Village and civil parish in West Yorkshire, England

Crigglestone is a village and civil parish in the City of Wakefield in West Yorkshire, England. It is recorded as "Crigeston" (along with neighbouring "Orberie") in the Domesday Book. The civil parish had a population of 9,271 at the 2011 Census. On 29 July 1941, an explosion occurred at the Crigglestone Colliery, killing 21 men.

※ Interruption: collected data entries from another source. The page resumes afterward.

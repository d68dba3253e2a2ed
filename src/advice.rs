//! Static advice table and constitution descriptions

use crate::Category;
use serde::Serialize;

/// Diet and lifestyle guidance for one category
#[derive(Debug, PartialEq, Eq, Serialize)]
#[serde(rename_all = "camelCase")]
pub struct AdviceRecord {
    /// Foods to favor
    pub favorable: &'static [&'static str],
    /// Foods to avoid or minimize
    pub avoid: &'static [&'static str],
    /// Daily routine
    pub routine: &'static str,
    pub exercise: &'static str,
    /// Stress management
    pub stress: &'static str,
}

/// Advice selected for a primary and secondary category.
///
/// Only the primary category's record is carried. The secondary category
/// appears by name and percentage only.
#[derive(Debug, Clone, Copy, PartialEq, Serialize)]
#[serde(rename_all = "camelCase")]
pub struct Advice {
    pub primary: Category,
    pub primary_percentage: f64,
    pub secondary: Category,
    pub secondary_percentage: f64,
    pub record: &'static AdviceRecord,
}

static VATA: AdviceRecord = AdviceRecord {
    favorable: &[
        "Warm, cooked foods",
        "Sweet, sour, and salty tastes",
        "Ghee and oils",
        "Dairy products",
        "Nuts and seeds",
        "Root vegetables",
    ],
    avoid: &[
        "Cold, raw foods",
        "Bitter and astringent tastes",
        "Dry, light foods",
        "Carbonated drinks",
        "Caffeine",
    ],
    routine: "Regular sleep schedule (10 PM - 6 AM), warm oil massage, gentle exercise like yoga and walking",
    exercise: "Gentle, grounding exercises like walking, swimming, tai chi, and restorative yoga",
    stress: "Meditation, deep breathing, warm baths, calming music",
};

static PITTA: AdviceRecord = AdviceRecord {
    favorable: &[
        "Cooling foods",
        "Sweet, bitter, and astringent tastes",
        "Fresh vegetables",
        "Sweet fruits",
        "Dairy products",
        "Grains",
    ],
    avoid: &[
        "Hot, spicy foods",
        "Sour and salty tastes",
        "Fermented foods",
        "Alcohol",
        "Red meat",
        "Excessive oil",
    ],
    routine: "Early to bed (10 PM), early to rise (6 AM), cooling practices, moderate exercise",
    exercise: "Moderate exercise like swimming, cycling, and cooling yoga practices",
    stress: "Cooling meditation, moon gazing, spending time in nature",
};

static KAPHA: AdviceRecord = AdviceRecord {
    favorable: &[
        "Light, dry foods",
        "Bitter, pungent, and astringent tastes",
        "Honey",
        "Legumes",
        "Light vegetables",
        "Spices",
    ],
    avoid: &[
        "Heavy, oily foods",
        "Sweet, sour, and salty tastes",
        "Dairy products",
        "Cold foods",
        "Excessive water",
    ],
    routine: "Early rising (6 AM), vigorous exercise, dry massage, stimulating practices",
    exercise: "Vigorous exercise like running, dancing, power yoga, and strength training",
    stress: "Stimulating activities, energizing music, social engagement",
};

/// Tips shown with every advice page
pub const PRACTICAL_TIPS: [&str; 4] = [
    "Start with small changes and gradually incorporate these recommendations",
    "Listen to your body and adjust practices as needed",
    "Consider consulting with an Ayurvedic practitioner for personalized guidance",
    "Maintain consistency in your daily routine for best results",
];

/// The advice record for a category
pub fn record(category: Category) -> &'static AdviceRecord {
    match category {
        Category::Vata => &VATA,
        Category::Pitta => &PITTA,
        Category::Kapha => &KAPHA,
    }
}

/// Name with elements, e.g. "Vata (Air + Ether)"
pub fn display_name(category: Category) -> &'static str {
    match category {
        Category::Vata => "Vata (Air + Ether)",
        Category::Pitta => "Pitta (Fire + Water)",
        Category::Kapha => "Kapha (Earth + Water)",
    }
}

/// One-paragraph description of a dominant constitution
pub fn description(category: Category) -> &'static str {
    match category {
        Category::Vata => "Creative, quick-thinking, and adaptable. You tend to be energetic and imaginative but may experience anxiety and irregular habits.",
        Category::Pitta => "Intelligent, focused, and driven. You are goal-oriented and competitive but may be prone to anger and inflammation.",
        Category::Kapha => "Strong, loyal, and patient. You are dependable and nurturing but may be prone to weight gain and lethargy.",
    }
}

/// Seasonal note for the primary category
pub fn seasonal_note(category: Category) -> String {
    format!(
        "As a {} type, pay special attention to balancing your constitution during seasonal changes. \
         Consider adjusting your diet and lifestyle practices accordingly.",
        category.id()
    )
}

Since the 1970s, the site of the colliery has become an industrial estate on the western side, giving way to residential housing on the eastern side and a public amenity (Betty Eastwood Park) to the south.

The name Crigglestone derives from the Primitive Welsh crūg meaning 'hill' and the Old English hylltūn meaning 'settlement on a hill'.

This area has two Anglican churches: the Church of St James, Chapelthorpe, and the Church of St John the Divine, Calder Grove.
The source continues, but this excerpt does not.